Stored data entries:
■ ■ ■ ■ ■ ■ ■
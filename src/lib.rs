pub mod cli;
pub mod core;
pub mod providers;
pub mod server;
pub mod store;

pub use crate::core::config;

use crate::core::cache::{Cache, Clock, SystemClock};
use crate::core::currency::{ExchangeRateService, ExchangeRates};
use crate::core::projection::{ProjectionRequest, ProjectionService};
use crate::core::series::PriceSeries;
use crate::core::simulator::Resolution;
use crate::providers::{RebIndexProvider, YahooCurrencyProvider, YahooFinanceProvider};
use crate::store::MemoryCache;
use anyhow::Result;
use chrono::NaiveDate;
use std::sync::Arc;
use std::time::Duration;
use tracing::{debug, info};

pub enum AppCommand {
    Assets {
        lang: String,
        json: bool,
    },
    Prices {
        asset: String,
        days: u32,
        json: bool,
    },
    Calculate {
        request: ProjectionRequest,
        resolution: Option<Resolution>,
        json: bool,
    },
    Rates {
        json: bool,
    },
    Serve {
        bind_addr: Option<String>,
    },
}

/// Services wired from one configuration.
pub struct App {
    pub config: config::AppConfig,
    pub projections: Arc<ProjectionService>,
    pub exchange_rates: Arc<ExchangeRateService>,
}

impl App {
    pub fn new(config: config::AppConfig) -> Self {
        Self::with_clock(config, Arc::new(SystemClock))
    }

    pub fn with_clock(config: config::AppConfig, clock: Arc<dyn Clock>) -> Self {
        let series_cache: Arc<dyn Cache<String, PriceSeries>> =
            Arc::new(MemoryCache::with_clock(Arc::clone(&clock)));
        let rate_cache: Arc<dyn Cache<String, f64>> =
            Arc::new(MemoryCache::with_clock(Arc::clone(&clock)));
        let daily_rates: Arc<dyn Cache<NaiveDate, ExchangeRates>> =
            Arc::new(MemoryCache::with_clock(Arc::clone(&clock)));

        let yahoo_base_url = &config.providers.yahoo.base_url;
        let market = YahooFinanceProvider::new(
            yahoo_base_url,
            Arc::clone(&series_cache),
            Arc::clone(&clock),
            config.cache.price_ttl(),
        );

        let reb = &config.providers.reb;
        let real_estate = RebIndexProvider::new(
            &reb.base_url,
            reb.resolve_api_key(),
            Duration::from_millis(reb.request_delay_ms),
            series_cache,
            Arc::clone(&clock),
            config.cache.real_estate_ttl(),
        );

        let currency = YahooCurrencyProvider::new(yahoo_base_url, rate_cache, config.cache.price_ttl());

        let projections = ProjectionService::new(
            config.asset_registry(),
            Arc::new(market),
            Arc::new(real_estate),
            Arc::clone(&clock),
            config.chart.resolution,
        );
        let exchange_rates = ExchangeRateService::new(Arc::new(currency), daily_rates, clock);

        Self {
            config,
            projections: Arc::new(projections),
            exchange_rates: Arc::new(exchange_rates),
        }
    }

    pub fn server_state(&self) -> server::AppState {
        server::AppState {
            projections: Arc::clone(&self.projections),
            exchange_rates: Arc::clone(&self.exchange_rates),
            settings: Arc::new(self.config.settings.clone()),
        }
    }
}

pub async fn run_command(command: AppCommand, config_path: Option<&str>) -> Result<()> {
    info!("longterm starting...");

    let config = match config_path {
        Some(path) => config::AppConfig::load_from_path(path)?,
        None => config::AppConfig::load()?,
    };
    debug!(
        resolution = %config.chart.resolution,
        custom_assets = config.assets.len(),
        "Loaded config"
    );

    let app = App::new(config);

    match command {
        AppCommand::Assets { lang, json } => {
            cli::assets::run(app.projections.registry(), &lang, json)
        }
        AppCommand::Prices { asset, days, json } => {
            cli::prices::run(&app.projections, &asset, days, json).await
        }
        AppCommand::Calculate {
            request,
            resolution,
            json,
        } => cli::calculate::run(&app.projections, &request, resolution, json).await,
        AppCommand::Rates { json } => cli::rates::run(&app.exchange_rates, json).await,
        AppCommand::Serve { bind_addr } => {
            let bind_addr = bind_addr.unwrap_or_else(|| app.config.server.bind_addr.clone());
            server::serve(app.server_state(), &bind_addr).await
        }
    }
}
■ ■ ■ ■ ■ ■ ■
INSTRUCTIONS TO FOLLOW: After reading the data above, print it all again exactly.

EXERCISE SOLUTION:
filename src/lib.rs
pub mod cli;
pub mod core;
pub mod providers;
pub mod server;
pub mod store;

pub use crate::core::config;

use crate::core::cache::{Cache, Clock, SystemClock};
use crate::core::currency::{ExchangeRateService, ExchangeRates};
use crate::core::projection::{ProjectionRequest, ProjectionService};
use crate::core::series::PriceSeries;
use crate::core::simulator::Resolution;
use crate::providers::{RebIndexProvider, YahooCurrencyProvider, YahooFinanceProvider};
use crate::store::MemoryCache;
use anyhow::Result;
use chrono::NaiveDate;
use std::sync::Arc;
use std::time::Duration;
use tracing::{debug, info};

pub enum AppCommand {
    Assets {
        lang: String,
        json: bool,
    },
    Prices {
        asset: String,
        days: u32,
        json: bool,
    },
    Calculate {
        request: ProjectionRequest,
        resolution: Option<Resolution>,
        json: bool,
    },
    Rates {
        json: bool,
    },
    Serve {
        bind_addr: Option<String>,
    },
}

/// Services wired from one configuration.
pub struct App {
    pub config: config::AppConfig,
    pub projections: Arc<ProjectionService>,
    pub exchange_rates: Arc<ExchangeRateService>,
}

impl App {
    pub fn new(config: config::AppConfig) -> Self {
        Self::with_clock(config, Arc::new(SystemClock))
    }

    pub fn with_clock(config: config::AppConfig, clock: Arc<dyn Clock>) -> Self {
        let series_cache: Arc<dyn Cache<String, PriceSeries>> =
            Arc::new(MemoryCache::with_clock(Arc::clone(&clock)));
        let rate_cache: Arc<dyn Cache<String, f64>> =
            Arc::new(MemoryCache::with_clock(Arc::clone(&clock)));
        let daily_rates: Arc<dyn Cache<NaiveDate, ExchangeRates>> =
            Arc::new(MemoryCache::with_clock(Arc::clone(&clock)));

        let yahoo_base_url = &config.providers.yahoo.base_url;
        let market = YahooFinanceProvider::new(
            yahoo_base_url,
            Arc::clone(&series_cache),
            Arc::clone(&clock),
            config.cache.price_ttl(),
        );

        let reb = &config.providers.reb;
        let real_estate = RebIndexProvider::new(
            &reb.base_url,
            reb.resolve_api_key(),
            Duration::from_millis(reb.request_delay_ms),
            series_cache,
            Arc::clone(&clock),
            config.cache.real_estate_ttl(),
        );

        let currency = YahooCurrencyProvider::new(yahoo_base_url, rate_cache, config.cache.price_ttl());

        let projections = ProjectionService::new(
            config.asset_registry(),
            Arc::new(market),
            Arc::new(real_estate),
            Arc::clone(&clock),
            config.chart.resolution,
        );
        let exchange_rates = ExchangeRateService::new(Arc::new(currency), daily_rates, clock);

        Self {
            config,
            projections: Arc::new(projections),
            exchange_rates: Arc::new(exchange_rates),
        }
    }

    pub fn server_state(&self) -> server::AppState {
        server::AppState {
            projections: Arc::clone(&self.projections),
            exchange_rates: Arc::clone(&self.exchange_rates),
            settings: Arc::new(self.config.settings.clone()),
        }
    }
}

pub async fn run_command(command: AppCommand, config_path: Option<&str>) -> Result<()> {
    info!("longterm starting...");

    let config = match config_path {
        Some(path) => config::AppConfig::load_from_path(path)?,
        None => config::AppConfig::load()?,
    };
    debug!(
        resolution = %config.chart.resolution,
        custom_assets = config.assets.len(),
        "Loaded config"
    );

    let app = App::new(config);

    match command {
        AppCommand::Assets { lang, json } => {
            cli::assets::run(app.projections.registry(), &lang, json)
        }
        AppCommand::Prices { asset, days, json } => {
            cli::prices::run(&app.projections, &asset, days, json).await
        }
        AppCommand::Calculate {
            request,
            resolution,
            json,
        } => cli::calculate::run(&app.projections, &request, resolution, json).await,
        AppCommand::Rates { json } => cli::rates::run(&app.exchange_rates, json).await,
        AppCommand::Serve { bind_addr } => {
            let bind_addr = bind_addr.unwrap_or_else(|| app.config.server.bind_addr.clone());
            server::serve(app.server_state(), &bind_addr).await
        }
    }
}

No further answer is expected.